# gentoo on hp pavilion tx 1000

## imanassypov

Hi all,

has anyone managed installing gentoo on hp pavilion tx 1000 series tablet pc laptops?

How is device recognition/driver support for it?

----------

## d2_racing

Hi, can you post your lspci and I will check that  :Smile: 

----------

## imanassypov

Well, I have not tried myself. I just got this laptop, it comes with vista on it.

Before nuking it I wanted to ask the community about any experiences making it a gentoo box.

I have a gentoo sitting in vmware on it, but I doubt lspci would help in this circumstance.

----------

## d2_racing

Can you post with a liveCD and post the result.

If you don't have any weird hardware you will be ok.

Also, did you ever boot with the Gentoo 2007.0 minimal on that computer?

If this thing boot, then you will have a good chance that you Gentoo installation will be sucessfull  :Smile: 

----------

## imanassypov

I bombed the vista on it, installed gentoo. but, when I get to console - a few moments into the session the system halts, and the only way out is hard reboot.

I will post a livecd output in tomorrow.

----------

## _alx

hi everyone,

I have the same problem. The interesting things are:

It works well with LiveCD 2006.1 for amd64 (2.6.17-gentoo-r7)

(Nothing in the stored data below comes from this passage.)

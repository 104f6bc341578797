//! Turns matched items into list rows. The matching core never sees any of this.

use chrono::{Local, NaiveDate};
use serde::Serialize;

use crate::{
    app::errors::ErrorKind,
    items::{Icon, Item, SourceKind},
};

const MAX_TEXT_LENGTH: usize = 40;
const TRUNCATION_SUFFIX: &str = "...";

#[derive(Debug, Clone, PartialEq, Eq, Serialize)]
pub struct ListRow {
    pub id: String,
    pub title: String,
    pub subtitle: String,
    pub icon: Icon,
    pub accessory: &'static str,
    #[serde(skip_serializing_if = "Vec::is_empty")]
    pub keywords: Vec<String>,
}

pub trait Renders {
    fn render(&self, item: &Item) -> ListRow;
}

pub struct TabView;
pub struct HistoryView;
pub struct BookmarkView;

impl Renders for TabView {
    fn render(&self, item: &Item) -> ListRow {
        ListRow {
            id: item.id.clone(),
            title: truncate(&item.title, MAX_TEXT_LENGTH),
            subtitle: truncate(&item.display_url, MAX_TEXT_LENGTH),
            icon: item.icon.clone(),
            accessory: "🌎Tab",
            keywords: vec![item.display_url.clone()],
        }
    }
}

impl Renders for HistoryView {
    fn render(&self, item: &Item) -> ListRow {
        profile_row(item, "🛜History")
    }
}

impl Renders for BookmarkView {
    fn render(&self, item: &Item) -> ListRow {
        profile_row(item, "⭐️Bookmark")
    }
}

fn profile_row(item: &Item, accessory: &'static str) -> ListRow {
    ListRow {
        id: format!("{}-{}", item.profile.as_deref().unwrap_or_default(), item.id),
        title: truncate(&item.title, MAX_TEXT_LENGTH),
        subtitle: truncate(&item.url, MAX_TEXT_LENGTH),
        icon: item.icon.clone(),
        accessory,
        keywords: vec![],
    }
}

pub fn view_for(kind: SourceKind) -> &'static dyn Renders {
    match kind {
        SourceKind::Tab => &TabView,
        SourceKind::History => &HistoryView,
        SourceKind::Bookmark => &BookmarkView,
    }
}

pub fn render_item(item: &Item) -> ListRow {
    view_for(item.source).render(item)
}

/// Cut to `max_chars` characters and mark the cut. Safe on empty and
/// multi-byte input.
pub fn truncate(text: &str, max_chars: usize) -> String {
    if text.chars().count() <= max_chars {
        return text.to_string();
    }
    let truncated: String = text.chars().take(max_chars).collect();
    format!("{truncated}{TRUNCATION_SUFFIX}")
}

/// Title of the leading "new tab" row.
pub fn new_tab_title(query: &str) -> String {
    if query.is_empty() {
        "Open Empty Tab".to_string()
    } else {
        format!("Search \"{query}\"")
    }
}

pub fn error_message(kind: ErrorKind) -> &'static str {
    match kind {
        ErrorKind::NotInstalled => "Browser not installed",
        ErrorKind::Unknown => "Something went wrong",
    }
}

/// Group history items by the local day they were last visited, keeping
/// the order in which each group is first seen.
pub fn group_by_date<'a>(items: &'a [Item], today: NaiveDate) -> Vec<(String, Vec<&'a Item>)> {
    let mut groups: Vec<(String, Vec<&Item>)> = vec![];

    for item in items {
        let label = match item.last_visited {
            Some(visited) => date_label(visited.with_timezone(&Local).date_naive(), today),
            None => "Earlier".to_string(),
        };

        match groups.iter_mut().find(|(existing, _)| *existing == label) {
            Some((_, group)) => group.push(item),
            None => groups.push((label, vec![item])),
        }
    }

    groups
}

fn date_label(date: NaiveDate, today: NaiveDate) -> String {
    if date == today {
        "Today".to_string()
    } else if today.pred_opt() == Some(date) {
        "Yesterday".to_string()
    } else {
        date.format("%Y-%m-%d").to_string()
    }
}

It fails with 2006.1 stage3 for amd64

It fails with 2007.0 stage3 for amd64

I haven't tested it with LiveCD 2007.0.

Usualy, it fails on coping files from network to hdd, but it failed on kernel recompilation once. I tried different options, tried to use alternatice IRQ mechanism in ethernet driver, disabled any preemption and other new features, but it fails anyway. I have not tried booting witn noacpi/noapic.

Here is my uname -a, lspci and lsusb, made from livecd command prompt:

Linux livecd 2.6.17-gentoo-r7 #1 SMP Tue Aug 29 01:41:38 UTC 2006 x86_64 AMD Turion(tm) 64 X2 Mobile Technology TL-60 GNU/Linux

00:00.0 RAM memory: nVidia Corporation C51 Host Bridge (rev a2)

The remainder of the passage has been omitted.